Un champion digital public est né! La Direction générale des impôts (DGI) est la première administration marocaine 100% numérique. La digitalisation accrue de la DGI interpelle, surtout lorsqu’on sait que la numérisation de l’ensemble des services publics peine à décoller.

Qui l’aurait cru? La Direction générale des impôts (DGI) sur les réseaux sociaux? «Daribatouna», telle est la dénomination de la DGI, depuis début mars 2018 sur Facebook, Twitter, Instagram et YouTube. Branding social media efficace? Les avis divergent. On le sait, «Dariba» (impôt) n’a pas bonne presse chez nous. C’est universel… nous direz-vous! Pour utiliser le jargon de la communication, l’administration fiscale voire l’Administration ne bénéficie toujours pas d’une bonne réputation aussi bien auprès des entreprises que des particuliers! Qui parmi nous ou dans notre entourage n’a pas tenu de propos du genre: «A quoi servent finalement les impôts que je paie?» Quand il est question d’aborder les impôts, la frustration et la colère reviennent souvent dans la bouche des contribuables.
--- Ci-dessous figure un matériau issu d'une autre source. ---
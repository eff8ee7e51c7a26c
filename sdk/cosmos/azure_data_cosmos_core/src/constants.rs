// Copyright (c) Microsoft Corporation. All rights reserved.
// Licensed under the MIT License.

//! Header names, sub-status codes and defaults used on the wire.

use std::time::Duration;

use azure_core::http::headers::HeaderName;

pub const AUTHORIZATION: HeaderName = HeaderName::from_static("authorization");
pub const CONTENT_TYPE: HeaderName = HeaderName::from_static("content-type");
pub const ACCEPT: HeaderName = HeaderName::from_static("accept");
pub const USER_AGENT: HeaderName = HeaderName::from_static("user-agent");
pub const IF_MATCH: HeaderName = HeaderName::from_static("if-match");
pub const IF_NONE_MATCH: HeaderName = HeaderName::from_static("if-none-match");
pub const ETAG: HeaderName = HeaderName::from_static("etag");

pub const MS_DATE: HeaderName = HeaderName::from_static("x-ms-date");
pub const VERSION: HeaderName = HeaderName::from_static("x-ms-version");
pub const ACTIVITY_ID: HeaderName = HeaderName::from_static("x-ms-activity-id");
pub const REQUEST_CHARGE: HeaderName = HeaderName::from_static("x-ms-request-charge");
pub const SESSION_TOKEN: HeaderName = HeaderName::from_static("x-ms-session-token");
pub const CONSISTENCY_LEVEL: HeaderName = HeaderName::from_static("x-ms-consistency-level");
pub const CONTINUATION: HeaderName = HeaderName::from_static("x-ms-continuation");
pub const MAX_ITEM_COUNT: HeaderName = HeaderName::from_static("x-ms-max-item-count");
pub const RETRY_AFTER_MS: HeaderName = HeaderName::from_static("x-ms-retry-after-ms");
pub const SUB_STATUS: HeaderName = HeaderName::from_static("x-ms-substatus");
pub const ITEM_COUNT: HeaderName = HeaderName::from_static("x-ms-item-count");

pub const QUERY: HeaderName = HeaderName::from_static("x-ms-documentdb-isquery");
pub const ENABLE_CROSS_PARTITION_QUERY: HeaderName =
    HeaderName::from_static("x-ms-documentdb-query-enablecrosspartition");
pub const PARALLELIZE_CROSS_PARTITION_QUERY: HeaderName =
    HeaderName::from_static("x-ms-documentdb-query-parallelizecrosspartitionquery");
pub const ENABLE_SCAN_IN_QUERY: HeaderName =
    HeaderName::from_static("x-ms-documentdb-query-enable-scan");
pub const POPULATE_QUERY_METRICS: HeaderName =
    HeaderName::from_static("x-ms-documentdb-populatequerymetrics");
pub const IS_QUERY_PLAN: HeaderName =
    HeaderName::from_static("x-ms-cosmos-is-query-plan-request");
pub const SUPPORTED_QUERY_FEATURES: HeaderName =
    HeaderName::from_static("x-ms-cosmos-supported-query-features");
pub const QUERY_VERSION: HeaderName = HeaderName::from_static("x-ms-cosmos-query-version");
pub const PARTITION_KEY: HeaderName = HeaderName::from_static("x-ms-documentdb-partitionkey");
pub const PARTITION_KEY_RANGE_ID: HeaderName =
    HeaderName::from_static("x-ms-documentdb-partitionkeyrangeid");
pub const IS_UPSERT: HeaderName = HeaderName::from_static("x-ms-documentdb-is-upsert");
pub const PRE_TRIGGER_INCLUDE: HeaderName =
    HeaderName::from_static("x-ms-documentdb-pre-trigger-include");
pub const POST_TRIGGER_INCLUDE: HeaderName =
    HeaderName::from_static("x-ms-documentdb-post-trigger-include");
pub const INDEXING_DIRECTIVE: HeaderName = HeaderName::from_static("x-ms-indexing-directive");
pub const OFFER_THROUGHPUT: HeaderName = HeaderName::from_static("x-ms-offer-throughput");
pub const OFFER_TYPE: HeaderName = HeaderName::from_static("x-ms-offer-type");
pub const POPULATE_QUOTA_INFO: HeaderName =
    HeaderName::from_static("x-ms-documentdb-populatequotainfo");
pub const ENABLE_SCRIPT_LOGGING: HeaderName =
    HeaderName::from_static("x-ms-documentdb-script-enable-logging");
pub const RESOURCE_TOKEN_EXPIRY: HeaderName =
    HeaderName::from_static("x-ms-documentdb-expiry-seconds");
pub const DISABLE_RU_PER_MINUTE_USAGE: HeaderName =
    HeaderName::from_static("x-ms-documentdb-disable-ru-per-minute-usage");

/// The REST API version this client speaks.
pub const API_VERSION: &str = "2018-12-31";

pub const JSON_CONTENT_TYPE: &str = "application/json";
pub const QUERY_CONTENT_TYPE: &str = "application/query+json";

/// Query features the client can execute itself when merging cross-partition results.
pub const SUPPORTED_QUERY_FEATURES_VALUE: &str = "Aggregate, CompositeAggregate, MultipleOrderBy, OffsetAndLimit, OrderBy, Top";

/// Sub-status: the session token could not be satisfied by the replica that served the read.
pub const SUB_STATUS_READ_SESSION_NOT_AVAILABLE: u32 = 1002;
/// Sub-status: the partition key range was split or merged and no longer exists.
pub const SUB_STATUS_PARTITION_KEY_RANGE_GONE: u32 = 1002;
/// Sub-status: the partition key range is being split.
pub const SUB_STATUS_COMPLETING_SPLIT: u32 = 1007;
/// Sub-status: writes are not accepted by this region.
pub const SUB_STATUS_WRITE_FORBIDDEN: u32 = 3;
/// Sub-status: the account could not be found in this region.
pub const SUB_STATUS_DATABASE_ACCOUNT_NOT_FOUND: u32 = 1008;

/// How long an endpoint marked unavailable stays excluded from routing.
pub const DEFAULT_UNAVAILABLE_LOCATION_EXPIRATION: Duration = Duration::from_secs(5 * 60);
/// Interval of the background topology refresh.
pub const DEFAULT_ENDPOINT_REFRESH_INTERVAL: Duration = Duration::from_secs(5 * 60);
/// Wait used for a throttled request when the service sent no retry-after hint.
pub const DEFAULT_THROTTLE_RETRY_AFTER: Duration = Duration::from_secs(1);
pub const DEFAULT_MAX_RETRY_ATTEMPT_COUNT: u32 = 9;
pub const DEFAULT_MAX_WAIT_TIME: Duration = Duration::from_secs(30);
pub const DEFAULT_NETWORK_RETRY_INTERVAL: Duration = Duration::from_secs(1);
pub const DEFAULT_REQUEST_TIMEOUT: Duration = Duration::from_secs(60);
Première administration 100% numérique, et après?
La Direction générale des impôts fait, depuis plusieurs années, de la transformation numérique une priorité haute. Dernier acte: la mise en ligne en mi-mars d’une application mobile baptisée «Mon compte fiscal» permettant aux adhérents des services des impôts en ligne (Simpl) de consulter l’état de leur situation fiscale. Mais comment la DGI est-elle devenue un exemple de transformation numérique? La nomination à la tête de la DGI en 2015 d’Omar Faraj, un grand commis de l’Etat acquis à la cause du numérique, a donné un coup d’accélérateur à la digitalisation de cette administration. On ne cessera jamais de le répéter, les chantiers de transformation digitale sont avant tout une question d’Hommes et de leadership! Pour le cas de l’administration fiscale, le cap est clair: à partir du mois d’avril 2018, la DGI deviendra une administration intégrale numérique. Les propos sont d’Omar Faraj. Ainsi donc, la Direction des impôts sera la première administration marocaine 100% numérique. Rien que ça! La stratégie digitale de la DGI est partie d’un constat simple: toutes les tâches sans valeur ajoutée doivent disparaitre. Une stratégie disruptive pour une administration taxée de bureaucratie complexe qui semble donner de bons résultats. Du moins à en juger par les premiers chiffres communiqués par la DGI. On apprend ainsi que 9 DH sur 10 récoltés par l’administration fiscale passent désormais par la télédéclaration. Certains indicateurs donnent le tournis. Entre 2016 et 2017, le nombre de télédéclarations a augmenté de 1.337% pour la TVA, 1.865% pour l’IS et 5.074% pour l’IR.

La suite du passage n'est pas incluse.